Work request: Find the word "export" in the records and copy every line where it occurs.

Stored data
════════════════
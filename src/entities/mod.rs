pub mod coupon;
pub mod partner;
pub mod plan;

// Re-export entities
pub use coupon::{DiscountType, Entity as Coupon, Model as CouponModel};
pub use partner::{Entity as Partner, Model as PartnerModel};
pub use plan::{Entity as Plan, Model as PlanModel};
/// Commerce services module - plan pricing and checkout
pub mod checkout_service;
pub mod pricing_service;

// Re-export services for convenience
pub use checkout_service::{
    CheckoutGateway, CheckoutService, CheckoutSession, CheckoutSessionRequest, CheckoutSettings,
};
pub use pricing_service::{CheckoutQuote, PriceComposer, PriceQuote};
════════════════
Answer below:
// Re-export entities
// Re-export services for convenience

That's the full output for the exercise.